Hlumisa had failed to persuade the lower court of its case and had appealed to the Supreme Court of Appeal, which last week dismissed the appeal.
Essentially the courts argued the value destruction had been done to the company and not the shareholders and so it is the company that must go after the directors.
This means persuading the very directors accused of not doing their job to allow the company to act against them.
Unless the National Prosecuting Authority gets its act together, there’s little chance of even former Steinhoff chief executive Markus Jooste being called to account.
And it’s not just the Steinhoff and African Bank directors who are off the hook.

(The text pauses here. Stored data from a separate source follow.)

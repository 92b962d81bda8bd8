//! Connection record models.
//!
//! `ConnectionRecord` is the typed in-memory form. `RecordDocument` is the
//! flat shape written to the persistent store; unknown keys ride along in
//! its `extra` map so a newer client's fields survive a round trip.

use std::fmt;

use chrono::{DateTime, TimeZone, Utc};
use serde::{Deserialize, Deserializer, Serialize};
use serde_json::{Map, Value};
use uuid::Uuid;

/// Ephemeral connection state. Never trusted when read back from storage.
#[derive(Debug, Clone, Copy, PartialEq, Eq, Default, Serialize, Deserialize)]
#[serde(rename_all = "lowercase")]
pub enum ConnectionStatus {
    #[default]
    Disconnected,
    Connecting,
    Connected,
}

/// Discriminant of `ConnectionKind`, as persisted in the `type` key.
#[derive(Debug, Clone, Copy, PartialEq, Eq, Serialize, Deserialize)]
#[serde(rename_all = "lowercase")]
pub enum ConnectionType {
    Custom,
    Cloud,
}

impl fmt::Display for ConnectionType {
    fn fmt(&self, f: &mut fmt::Formatter<'_>) -> fmt::Result {
        match self {
            ConnectionType::Custom => write!(f, "custom"),
            ConnectionType::Cloud => write!(f, "cloud"),
        }
    }
}

/// Host/port/TLS triple for one channel.
#[derive(Debug, Clone, PartialEq, Eq, Serialize, Deserialize)]
pub struct Endpoint {
    pub host: String,
    pub port: u16,
    pub secure: bool,
}

impl Endpoint {
    pub fn new(host: &str, port: u16, secure: bool) -> Self {
        Self {
            host: host.to_string(),
            port,
            secure,
        }
    }
}

impl fmt::Display for Endpoint {
    fn fmt(&self, f: &mut fmt::Formatter<'_>) -> fmt::Result {
        let scheme = if self.secure { "https" } else { "http" };
        write!(f, "{}://{}:{}", scheme, self.host, self.port)
    }
}

/// How a connection reaches its cluster.
#[derive(Debug, Clone, PartialEq, Eq)]
pub enum ConnectionKind {
    /// Self-hosted: HTTP data plane plus an optional gRPC channel.
    Custom { http: Endpoint, grpc: Option<Endpoint> },
    /// Managed cloud: one cluster URL, API key mandatory.
    Cloud { cloud_url: String },
}

impl ConnectionKind {
    pub fn connection_type(&self) -> ConnectionType {
        match self {
            ConnectionKind::Custom { .. } => ConnectionType::Custom,
            ConnectionKind::Cloud { .. } => ConnectionType::Cloud,
        }
    }
}

/// Per-operation timeout overrides, in seconds.
#[derive(Debug, Clone, Copy, PartialEq, Eq, Default, Serialize, Deserialize)]
pub struct Timeouts {
    pub init: Option<u64>,
    pub query: Option<u64>,
    pub insert: Option<u64>,
}

/// A labelled hyperlink attached to a connection.
#[derive(Debug, Clone, PartialEq, Eq, Serialize, Deserialize)]
pub struct ConnectionLink {
    pub name: String,
    pub url: String,
}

The courts have reassured every useless director that they need not worry – the chances of them being held to account are slight.
That wasn’t the end of the blows to any notion that we have a rigorous well-functioning corporate governance regime.
Mid-week the JSE announced it was fining Tongaat R7.5 million (R2.5 million of it suspended) because the accounts it produced between 2011 and 2018 were “incorrect, false and misleading”.
Presumably it fined the company based on the same logic used in the above two court actions. So, there’s a sort of legal consistency. But what a travesty, just as Tongaat was getting back on its feet under new and much-improved management.
As one commentator remarked: “Yay, the cavalry rides into the battlefield and bayonet the wounded.”
And how comforted should we all be that the chair of Tongaat’s audit committee during that period is now ensconced in a powerful oversight position where she is required to pass judgment on the quality of auditors in this country?
The courts’ decisions were based on what the law allows; the JSE’s action was based on the JSE’s regulations. And the beneficial shareholders, the ultimate owners, end up with a dog’s breakfast.